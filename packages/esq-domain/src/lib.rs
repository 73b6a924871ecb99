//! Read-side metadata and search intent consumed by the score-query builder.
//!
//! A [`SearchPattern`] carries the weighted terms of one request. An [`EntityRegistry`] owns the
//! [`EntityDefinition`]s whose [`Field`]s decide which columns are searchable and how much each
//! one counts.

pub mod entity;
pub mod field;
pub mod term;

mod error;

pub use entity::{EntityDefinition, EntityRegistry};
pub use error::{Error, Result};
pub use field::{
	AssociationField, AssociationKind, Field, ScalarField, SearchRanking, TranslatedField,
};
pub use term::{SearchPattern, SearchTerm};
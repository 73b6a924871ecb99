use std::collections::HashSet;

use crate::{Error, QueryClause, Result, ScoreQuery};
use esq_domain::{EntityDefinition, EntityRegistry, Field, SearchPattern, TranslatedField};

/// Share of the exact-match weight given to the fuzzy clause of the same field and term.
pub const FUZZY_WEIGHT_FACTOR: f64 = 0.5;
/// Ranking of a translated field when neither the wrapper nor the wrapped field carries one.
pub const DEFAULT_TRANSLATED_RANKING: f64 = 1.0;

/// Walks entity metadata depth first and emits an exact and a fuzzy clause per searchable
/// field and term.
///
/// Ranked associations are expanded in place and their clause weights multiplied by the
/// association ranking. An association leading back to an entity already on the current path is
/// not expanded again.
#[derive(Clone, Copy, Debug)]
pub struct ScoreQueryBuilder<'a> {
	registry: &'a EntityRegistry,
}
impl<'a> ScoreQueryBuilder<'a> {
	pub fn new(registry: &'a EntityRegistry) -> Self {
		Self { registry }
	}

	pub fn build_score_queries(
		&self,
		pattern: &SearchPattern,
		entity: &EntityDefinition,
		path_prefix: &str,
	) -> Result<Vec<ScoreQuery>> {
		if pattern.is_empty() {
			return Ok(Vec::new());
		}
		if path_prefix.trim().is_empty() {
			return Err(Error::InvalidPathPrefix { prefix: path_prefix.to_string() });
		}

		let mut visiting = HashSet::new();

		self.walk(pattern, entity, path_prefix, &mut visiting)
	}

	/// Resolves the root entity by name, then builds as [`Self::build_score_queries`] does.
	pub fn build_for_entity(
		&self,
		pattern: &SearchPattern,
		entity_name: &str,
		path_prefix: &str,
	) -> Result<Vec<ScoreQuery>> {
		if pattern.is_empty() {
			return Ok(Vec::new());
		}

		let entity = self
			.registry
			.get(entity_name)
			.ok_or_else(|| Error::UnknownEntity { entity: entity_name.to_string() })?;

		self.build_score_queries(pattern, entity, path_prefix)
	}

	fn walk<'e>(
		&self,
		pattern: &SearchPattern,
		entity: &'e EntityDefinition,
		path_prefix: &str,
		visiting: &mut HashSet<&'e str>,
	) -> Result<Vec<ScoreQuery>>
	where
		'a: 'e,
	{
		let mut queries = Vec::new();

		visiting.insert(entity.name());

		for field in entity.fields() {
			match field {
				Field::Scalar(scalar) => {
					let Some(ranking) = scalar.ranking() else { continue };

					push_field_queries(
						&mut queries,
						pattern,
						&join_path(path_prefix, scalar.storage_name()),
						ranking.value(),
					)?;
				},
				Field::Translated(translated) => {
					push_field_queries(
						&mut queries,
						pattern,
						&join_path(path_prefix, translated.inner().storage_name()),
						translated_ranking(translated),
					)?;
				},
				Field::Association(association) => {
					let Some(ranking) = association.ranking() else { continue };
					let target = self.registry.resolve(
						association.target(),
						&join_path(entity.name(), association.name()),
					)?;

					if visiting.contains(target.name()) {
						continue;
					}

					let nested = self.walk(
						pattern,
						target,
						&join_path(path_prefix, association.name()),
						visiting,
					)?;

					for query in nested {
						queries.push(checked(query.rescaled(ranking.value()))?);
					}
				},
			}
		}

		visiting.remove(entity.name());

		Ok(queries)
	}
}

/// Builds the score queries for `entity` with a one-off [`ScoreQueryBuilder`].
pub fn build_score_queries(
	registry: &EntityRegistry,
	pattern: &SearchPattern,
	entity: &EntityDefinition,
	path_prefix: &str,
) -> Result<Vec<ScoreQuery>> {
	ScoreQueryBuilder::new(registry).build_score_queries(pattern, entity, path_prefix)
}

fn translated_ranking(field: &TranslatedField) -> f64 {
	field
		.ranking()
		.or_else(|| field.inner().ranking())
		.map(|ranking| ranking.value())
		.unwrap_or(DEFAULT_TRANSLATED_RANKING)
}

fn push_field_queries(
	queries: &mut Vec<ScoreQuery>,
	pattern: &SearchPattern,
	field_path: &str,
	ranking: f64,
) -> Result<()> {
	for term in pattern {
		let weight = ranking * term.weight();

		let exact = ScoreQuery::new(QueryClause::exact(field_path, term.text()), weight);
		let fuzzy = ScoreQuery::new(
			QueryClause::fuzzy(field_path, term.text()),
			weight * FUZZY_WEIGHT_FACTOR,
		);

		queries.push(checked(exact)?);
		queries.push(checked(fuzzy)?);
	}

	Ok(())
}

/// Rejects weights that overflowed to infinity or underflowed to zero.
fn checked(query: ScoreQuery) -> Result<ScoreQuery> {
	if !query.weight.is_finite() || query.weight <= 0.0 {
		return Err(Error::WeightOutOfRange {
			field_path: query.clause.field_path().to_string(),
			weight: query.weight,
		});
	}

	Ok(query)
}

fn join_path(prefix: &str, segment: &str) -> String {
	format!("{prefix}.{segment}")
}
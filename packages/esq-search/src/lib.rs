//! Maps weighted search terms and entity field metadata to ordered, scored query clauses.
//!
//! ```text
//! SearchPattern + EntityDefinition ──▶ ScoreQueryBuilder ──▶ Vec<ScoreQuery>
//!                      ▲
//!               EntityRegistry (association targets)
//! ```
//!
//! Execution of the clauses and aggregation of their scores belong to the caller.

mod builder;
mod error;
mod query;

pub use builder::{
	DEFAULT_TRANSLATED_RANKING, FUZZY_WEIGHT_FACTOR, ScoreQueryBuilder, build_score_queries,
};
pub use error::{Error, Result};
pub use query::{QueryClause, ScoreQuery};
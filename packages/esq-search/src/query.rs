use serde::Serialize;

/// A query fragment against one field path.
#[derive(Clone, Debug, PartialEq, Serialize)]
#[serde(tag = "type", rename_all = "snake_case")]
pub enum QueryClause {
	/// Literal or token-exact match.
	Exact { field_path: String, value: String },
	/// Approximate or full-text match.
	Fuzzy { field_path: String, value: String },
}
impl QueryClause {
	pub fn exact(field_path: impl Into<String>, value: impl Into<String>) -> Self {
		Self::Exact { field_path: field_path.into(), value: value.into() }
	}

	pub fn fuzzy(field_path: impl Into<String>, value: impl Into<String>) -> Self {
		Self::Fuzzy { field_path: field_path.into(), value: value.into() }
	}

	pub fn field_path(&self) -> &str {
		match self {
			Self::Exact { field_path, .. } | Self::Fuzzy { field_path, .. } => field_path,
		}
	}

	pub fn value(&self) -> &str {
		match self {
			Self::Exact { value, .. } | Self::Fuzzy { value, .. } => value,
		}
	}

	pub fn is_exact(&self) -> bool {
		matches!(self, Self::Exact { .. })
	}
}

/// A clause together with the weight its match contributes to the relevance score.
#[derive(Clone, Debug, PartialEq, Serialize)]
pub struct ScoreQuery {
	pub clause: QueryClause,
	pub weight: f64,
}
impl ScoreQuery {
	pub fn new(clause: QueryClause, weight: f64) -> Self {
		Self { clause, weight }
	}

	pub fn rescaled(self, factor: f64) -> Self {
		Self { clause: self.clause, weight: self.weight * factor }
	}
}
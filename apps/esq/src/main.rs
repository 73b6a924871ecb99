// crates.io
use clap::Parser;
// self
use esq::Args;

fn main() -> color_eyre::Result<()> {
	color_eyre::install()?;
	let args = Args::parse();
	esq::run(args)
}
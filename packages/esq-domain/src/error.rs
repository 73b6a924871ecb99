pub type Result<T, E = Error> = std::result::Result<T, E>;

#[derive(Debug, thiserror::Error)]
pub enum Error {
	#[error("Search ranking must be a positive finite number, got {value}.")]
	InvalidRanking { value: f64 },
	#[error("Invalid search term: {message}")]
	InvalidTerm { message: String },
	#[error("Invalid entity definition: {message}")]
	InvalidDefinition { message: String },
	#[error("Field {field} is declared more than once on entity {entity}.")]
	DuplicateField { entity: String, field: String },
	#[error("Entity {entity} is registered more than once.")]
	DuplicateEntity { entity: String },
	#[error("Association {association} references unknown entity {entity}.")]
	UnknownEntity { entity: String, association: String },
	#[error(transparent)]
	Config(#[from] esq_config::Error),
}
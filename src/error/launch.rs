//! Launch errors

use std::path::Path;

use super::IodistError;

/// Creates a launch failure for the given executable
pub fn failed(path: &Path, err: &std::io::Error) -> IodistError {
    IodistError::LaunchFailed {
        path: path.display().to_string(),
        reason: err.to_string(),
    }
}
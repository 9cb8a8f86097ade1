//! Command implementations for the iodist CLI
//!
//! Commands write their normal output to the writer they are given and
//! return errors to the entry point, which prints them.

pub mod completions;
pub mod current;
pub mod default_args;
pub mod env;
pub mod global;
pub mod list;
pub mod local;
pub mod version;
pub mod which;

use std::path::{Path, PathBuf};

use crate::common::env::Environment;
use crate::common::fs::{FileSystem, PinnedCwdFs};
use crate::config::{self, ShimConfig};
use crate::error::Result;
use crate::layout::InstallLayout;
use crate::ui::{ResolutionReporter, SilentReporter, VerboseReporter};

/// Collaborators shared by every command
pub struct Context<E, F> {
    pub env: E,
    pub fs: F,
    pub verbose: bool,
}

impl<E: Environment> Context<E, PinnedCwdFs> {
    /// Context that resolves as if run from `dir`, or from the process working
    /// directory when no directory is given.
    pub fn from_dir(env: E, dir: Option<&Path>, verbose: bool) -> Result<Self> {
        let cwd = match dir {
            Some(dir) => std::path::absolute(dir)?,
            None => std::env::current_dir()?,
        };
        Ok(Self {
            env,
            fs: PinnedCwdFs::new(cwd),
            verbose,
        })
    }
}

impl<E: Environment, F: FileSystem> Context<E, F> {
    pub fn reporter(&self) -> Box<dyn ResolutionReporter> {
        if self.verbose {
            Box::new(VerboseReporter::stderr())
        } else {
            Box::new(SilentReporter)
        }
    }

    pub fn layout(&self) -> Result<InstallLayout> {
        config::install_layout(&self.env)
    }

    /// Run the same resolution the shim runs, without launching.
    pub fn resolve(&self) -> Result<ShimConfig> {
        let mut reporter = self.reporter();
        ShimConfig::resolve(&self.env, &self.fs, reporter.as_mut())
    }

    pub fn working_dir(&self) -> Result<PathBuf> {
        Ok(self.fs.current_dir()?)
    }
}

########

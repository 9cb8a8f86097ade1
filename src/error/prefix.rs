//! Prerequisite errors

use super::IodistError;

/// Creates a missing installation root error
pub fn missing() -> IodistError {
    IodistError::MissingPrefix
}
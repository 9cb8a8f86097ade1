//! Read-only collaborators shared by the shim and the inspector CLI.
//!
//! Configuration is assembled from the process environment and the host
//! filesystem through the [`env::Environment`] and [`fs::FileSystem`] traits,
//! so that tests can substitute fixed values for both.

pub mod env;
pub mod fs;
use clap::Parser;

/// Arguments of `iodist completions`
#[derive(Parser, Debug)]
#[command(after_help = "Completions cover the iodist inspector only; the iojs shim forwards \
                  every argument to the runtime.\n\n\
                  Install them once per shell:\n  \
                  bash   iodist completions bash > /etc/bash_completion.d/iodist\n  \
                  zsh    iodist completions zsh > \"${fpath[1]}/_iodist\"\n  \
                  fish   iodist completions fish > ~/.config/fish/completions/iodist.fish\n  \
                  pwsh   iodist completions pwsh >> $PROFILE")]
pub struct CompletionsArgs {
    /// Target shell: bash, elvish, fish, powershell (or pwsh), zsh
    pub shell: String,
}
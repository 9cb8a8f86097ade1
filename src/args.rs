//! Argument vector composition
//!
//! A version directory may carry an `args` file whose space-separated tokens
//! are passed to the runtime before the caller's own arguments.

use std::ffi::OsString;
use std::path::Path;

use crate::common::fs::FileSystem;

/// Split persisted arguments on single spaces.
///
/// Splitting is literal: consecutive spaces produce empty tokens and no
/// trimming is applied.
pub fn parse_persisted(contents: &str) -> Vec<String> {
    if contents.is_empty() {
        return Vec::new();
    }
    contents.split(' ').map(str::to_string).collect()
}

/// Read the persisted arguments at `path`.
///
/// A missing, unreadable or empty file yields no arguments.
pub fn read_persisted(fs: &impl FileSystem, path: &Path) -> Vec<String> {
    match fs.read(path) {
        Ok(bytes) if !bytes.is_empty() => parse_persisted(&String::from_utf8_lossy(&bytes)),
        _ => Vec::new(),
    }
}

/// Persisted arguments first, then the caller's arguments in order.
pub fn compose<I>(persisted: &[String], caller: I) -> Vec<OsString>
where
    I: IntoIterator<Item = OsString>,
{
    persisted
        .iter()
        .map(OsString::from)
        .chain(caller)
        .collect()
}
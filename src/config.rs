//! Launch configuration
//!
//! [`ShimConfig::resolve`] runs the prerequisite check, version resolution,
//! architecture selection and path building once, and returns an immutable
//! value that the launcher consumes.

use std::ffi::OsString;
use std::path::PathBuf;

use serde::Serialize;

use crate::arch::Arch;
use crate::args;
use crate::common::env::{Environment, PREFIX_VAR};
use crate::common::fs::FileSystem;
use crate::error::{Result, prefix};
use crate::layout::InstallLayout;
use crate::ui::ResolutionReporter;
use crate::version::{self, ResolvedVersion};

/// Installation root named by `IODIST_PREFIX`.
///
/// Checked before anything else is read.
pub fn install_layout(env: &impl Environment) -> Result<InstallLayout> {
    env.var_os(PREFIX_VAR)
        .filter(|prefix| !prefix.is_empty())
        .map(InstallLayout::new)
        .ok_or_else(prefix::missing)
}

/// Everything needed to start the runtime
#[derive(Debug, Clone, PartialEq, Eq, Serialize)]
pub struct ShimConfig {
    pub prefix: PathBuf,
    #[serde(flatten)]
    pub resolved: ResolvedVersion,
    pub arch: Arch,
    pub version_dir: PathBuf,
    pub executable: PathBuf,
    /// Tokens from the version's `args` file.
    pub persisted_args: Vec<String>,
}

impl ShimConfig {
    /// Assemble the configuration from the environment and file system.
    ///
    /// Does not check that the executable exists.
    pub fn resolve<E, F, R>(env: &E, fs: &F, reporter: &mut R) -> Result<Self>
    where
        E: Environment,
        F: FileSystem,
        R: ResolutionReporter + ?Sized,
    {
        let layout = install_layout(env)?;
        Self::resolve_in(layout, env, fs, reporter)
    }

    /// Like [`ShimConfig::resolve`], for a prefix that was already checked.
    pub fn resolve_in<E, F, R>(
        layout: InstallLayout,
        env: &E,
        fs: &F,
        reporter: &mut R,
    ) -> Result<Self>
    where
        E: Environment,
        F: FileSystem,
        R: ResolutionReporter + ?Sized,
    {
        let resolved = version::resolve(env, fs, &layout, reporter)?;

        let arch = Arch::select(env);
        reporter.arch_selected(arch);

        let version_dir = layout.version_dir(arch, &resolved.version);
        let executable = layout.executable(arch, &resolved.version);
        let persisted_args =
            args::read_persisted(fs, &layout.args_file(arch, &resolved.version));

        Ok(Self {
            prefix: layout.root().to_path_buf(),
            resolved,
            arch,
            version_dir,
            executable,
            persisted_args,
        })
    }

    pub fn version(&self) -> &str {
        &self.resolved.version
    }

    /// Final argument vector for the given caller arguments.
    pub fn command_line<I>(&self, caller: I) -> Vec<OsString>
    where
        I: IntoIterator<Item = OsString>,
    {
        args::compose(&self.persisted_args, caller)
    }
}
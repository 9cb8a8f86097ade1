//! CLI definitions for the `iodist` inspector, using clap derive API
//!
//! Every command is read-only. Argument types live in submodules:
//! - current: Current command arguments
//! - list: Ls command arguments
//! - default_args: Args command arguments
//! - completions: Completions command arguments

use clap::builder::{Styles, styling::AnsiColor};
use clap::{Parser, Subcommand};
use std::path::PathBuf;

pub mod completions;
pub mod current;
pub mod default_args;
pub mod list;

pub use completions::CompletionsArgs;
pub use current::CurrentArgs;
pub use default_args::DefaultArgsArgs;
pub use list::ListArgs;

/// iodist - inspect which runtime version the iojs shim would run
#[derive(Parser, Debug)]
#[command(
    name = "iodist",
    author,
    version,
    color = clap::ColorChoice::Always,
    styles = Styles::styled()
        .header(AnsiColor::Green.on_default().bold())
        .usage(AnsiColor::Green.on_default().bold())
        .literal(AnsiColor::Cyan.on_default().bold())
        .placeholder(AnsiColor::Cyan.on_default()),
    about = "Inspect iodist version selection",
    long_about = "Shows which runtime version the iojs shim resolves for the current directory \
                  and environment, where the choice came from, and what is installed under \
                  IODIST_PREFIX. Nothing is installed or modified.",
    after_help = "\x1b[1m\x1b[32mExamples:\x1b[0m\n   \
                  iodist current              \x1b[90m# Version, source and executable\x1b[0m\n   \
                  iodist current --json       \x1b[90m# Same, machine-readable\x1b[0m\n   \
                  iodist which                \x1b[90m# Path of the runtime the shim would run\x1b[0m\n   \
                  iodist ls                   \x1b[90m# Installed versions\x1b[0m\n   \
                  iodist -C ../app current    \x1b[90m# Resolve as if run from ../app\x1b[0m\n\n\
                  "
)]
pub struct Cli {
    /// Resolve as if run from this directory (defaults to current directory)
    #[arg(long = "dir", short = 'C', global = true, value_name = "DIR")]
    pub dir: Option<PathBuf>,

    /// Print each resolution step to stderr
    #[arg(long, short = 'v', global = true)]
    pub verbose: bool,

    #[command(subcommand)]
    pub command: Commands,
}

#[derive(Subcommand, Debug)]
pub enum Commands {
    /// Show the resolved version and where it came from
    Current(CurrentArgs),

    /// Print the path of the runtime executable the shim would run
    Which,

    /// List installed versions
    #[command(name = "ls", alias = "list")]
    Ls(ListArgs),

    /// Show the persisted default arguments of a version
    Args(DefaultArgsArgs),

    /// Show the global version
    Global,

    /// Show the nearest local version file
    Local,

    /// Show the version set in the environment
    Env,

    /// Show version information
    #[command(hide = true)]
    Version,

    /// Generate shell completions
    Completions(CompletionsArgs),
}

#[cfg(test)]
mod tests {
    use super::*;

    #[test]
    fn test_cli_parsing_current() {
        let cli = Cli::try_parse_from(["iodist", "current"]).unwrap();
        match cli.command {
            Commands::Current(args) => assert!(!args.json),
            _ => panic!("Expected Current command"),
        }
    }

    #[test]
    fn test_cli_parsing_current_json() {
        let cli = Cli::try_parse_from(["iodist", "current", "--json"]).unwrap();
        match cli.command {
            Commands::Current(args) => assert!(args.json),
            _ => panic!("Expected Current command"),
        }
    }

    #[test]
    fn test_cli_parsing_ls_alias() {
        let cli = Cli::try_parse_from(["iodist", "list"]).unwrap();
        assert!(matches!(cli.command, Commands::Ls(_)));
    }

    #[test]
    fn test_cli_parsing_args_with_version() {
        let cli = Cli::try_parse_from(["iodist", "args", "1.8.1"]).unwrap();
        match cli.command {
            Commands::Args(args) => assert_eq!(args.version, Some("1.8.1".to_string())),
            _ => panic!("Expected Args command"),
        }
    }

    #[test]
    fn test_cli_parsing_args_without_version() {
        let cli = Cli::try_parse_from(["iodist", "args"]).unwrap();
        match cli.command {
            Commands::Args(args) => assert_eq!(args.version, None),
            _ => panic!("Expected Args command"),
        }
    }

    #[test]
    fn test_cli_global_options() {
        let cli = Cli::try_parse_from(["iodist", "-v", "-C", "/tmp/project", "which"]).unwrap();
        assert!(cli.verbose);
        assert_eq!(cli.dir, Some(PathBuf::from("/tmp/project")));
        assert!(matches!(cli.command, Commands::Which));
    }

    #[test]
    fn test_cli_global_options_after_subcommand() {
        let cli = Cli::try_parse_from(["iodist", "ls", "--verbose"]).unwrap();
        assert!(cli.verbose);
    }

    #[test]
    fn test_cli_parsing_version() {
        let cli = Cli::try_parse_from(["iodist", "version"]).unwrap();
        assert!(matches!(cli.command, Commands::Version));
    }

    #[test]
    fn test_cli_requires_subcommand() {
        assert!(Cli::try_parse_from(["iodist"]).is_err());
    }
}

########

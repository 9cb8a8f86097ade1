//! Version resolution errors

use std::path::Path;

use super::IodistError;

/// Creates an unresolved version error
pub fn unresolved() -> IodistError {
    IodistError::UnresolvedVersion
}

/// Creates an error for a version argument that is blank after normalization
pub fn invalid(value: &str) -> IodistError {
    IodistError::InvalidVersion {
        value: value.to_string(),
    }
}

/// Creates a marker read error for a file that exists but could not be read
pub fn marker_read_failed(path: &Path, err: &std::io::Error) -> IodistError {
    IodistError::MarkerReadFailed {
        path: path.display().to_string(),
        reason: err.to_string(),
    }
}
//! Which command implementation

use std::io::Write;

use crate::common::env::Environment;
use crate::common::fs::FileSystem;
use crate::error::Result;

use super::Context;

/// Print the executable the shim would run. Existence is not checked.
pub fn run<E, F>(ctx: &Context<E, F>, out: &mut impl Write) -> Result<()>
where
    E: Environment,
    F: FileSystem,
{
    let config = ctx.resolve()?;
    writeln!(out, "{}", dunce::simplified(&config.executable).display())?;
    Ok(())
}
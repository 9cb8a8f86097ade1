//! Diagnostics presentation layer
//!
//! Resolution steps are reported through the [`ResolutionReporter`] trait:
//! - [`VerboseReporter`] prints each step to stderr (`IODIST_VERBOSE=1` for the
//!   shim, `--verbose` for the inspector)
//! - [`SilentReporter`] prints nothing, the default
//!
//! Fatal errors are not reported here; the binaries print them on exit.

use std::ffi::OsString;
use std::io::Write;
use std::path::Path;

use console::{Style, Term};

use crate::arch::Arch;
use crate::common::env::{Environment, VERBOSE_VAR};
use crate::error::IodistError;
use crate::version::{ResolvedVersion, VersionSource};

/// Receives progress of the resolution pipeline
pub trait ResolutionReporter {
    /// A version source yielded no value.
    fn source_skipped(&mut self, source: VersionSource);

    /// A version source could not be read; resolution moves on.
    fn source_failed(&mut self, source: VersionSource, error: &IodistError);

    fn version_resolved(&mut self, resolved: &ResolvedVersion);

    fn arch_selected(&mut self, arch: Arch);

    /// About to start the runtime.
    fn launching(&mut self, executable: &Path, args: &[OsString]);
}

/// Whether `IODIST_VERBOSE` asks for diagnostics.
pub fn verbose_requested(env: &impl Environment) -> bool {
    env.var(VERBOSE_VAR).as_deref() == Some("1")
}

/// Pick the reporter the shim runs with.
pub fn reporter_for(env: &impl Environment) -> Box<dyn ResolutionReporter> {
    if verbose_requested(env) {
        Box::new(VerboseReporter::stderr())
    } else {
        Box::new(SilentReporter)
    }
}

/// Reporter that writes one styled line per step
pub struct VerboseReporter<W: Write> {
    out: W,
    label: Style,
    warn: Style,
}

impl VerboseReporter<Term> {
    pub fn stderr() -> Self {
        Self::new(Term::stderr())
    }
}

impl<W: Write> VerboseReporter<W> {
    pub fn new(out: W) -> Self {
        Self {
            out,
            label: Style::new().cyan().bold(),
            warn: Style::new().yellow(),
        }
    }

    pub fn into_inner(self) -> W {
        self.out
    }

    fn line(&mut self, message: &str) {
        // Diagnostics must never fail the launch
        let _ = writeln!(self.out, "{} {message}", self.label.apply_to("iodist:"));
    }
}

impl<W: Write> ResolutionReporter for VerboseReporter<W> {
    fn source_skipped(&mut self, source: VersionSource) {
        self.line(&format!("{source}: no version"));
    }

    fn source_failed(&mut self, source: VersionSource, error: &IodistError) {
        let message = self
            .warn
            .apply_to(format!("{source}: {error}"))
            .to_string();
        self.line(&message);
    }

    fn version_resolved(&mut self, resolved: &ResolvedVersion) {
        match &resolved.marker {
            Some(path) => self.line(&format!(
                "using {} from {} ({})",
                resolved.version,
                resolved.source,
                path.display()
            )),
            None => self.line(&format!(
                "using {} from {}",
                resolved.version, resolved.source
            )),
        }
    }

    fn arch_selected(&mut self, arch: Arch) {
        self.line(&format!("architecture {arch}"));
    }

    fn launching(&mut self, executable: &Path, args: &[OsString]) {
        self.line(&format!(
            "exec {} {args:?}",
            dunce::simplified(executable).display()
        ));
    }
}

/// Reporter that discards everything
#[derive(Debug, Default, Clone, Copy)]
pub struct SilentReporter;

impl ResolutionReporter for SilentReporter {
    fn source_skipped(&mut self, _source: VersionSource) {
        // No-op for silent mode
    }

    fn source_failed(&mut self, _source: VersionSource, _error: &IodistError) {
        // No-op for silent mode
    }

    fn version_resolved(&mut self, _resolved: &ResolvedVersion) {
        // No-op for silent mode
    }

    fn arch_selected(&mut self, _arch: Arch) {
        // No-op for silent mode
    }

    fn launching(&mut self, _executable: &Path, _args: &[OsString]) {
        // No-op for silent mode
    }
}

########

Among the records above, only the lines between the line holding "yields no arguments." and the line holding "arguments in order.", inclusive, are to be output, exactly as written.

> [THE COMPLETED TASK]
/// A missing, unreadable or empty file yields no arguments.
pub fn read_persisted(fs: &impl FileSystem, path: &Path) -> Vec<String> {
    match fs.read(path) {
        Ok(bytes) if !bytes.is_empty() => parse_persisted(&String::from_utf8_lossy(&bytes)),
        _ => Vec::new(),
    }
}

/// Persisted arguments first, then the caller's arguments in order.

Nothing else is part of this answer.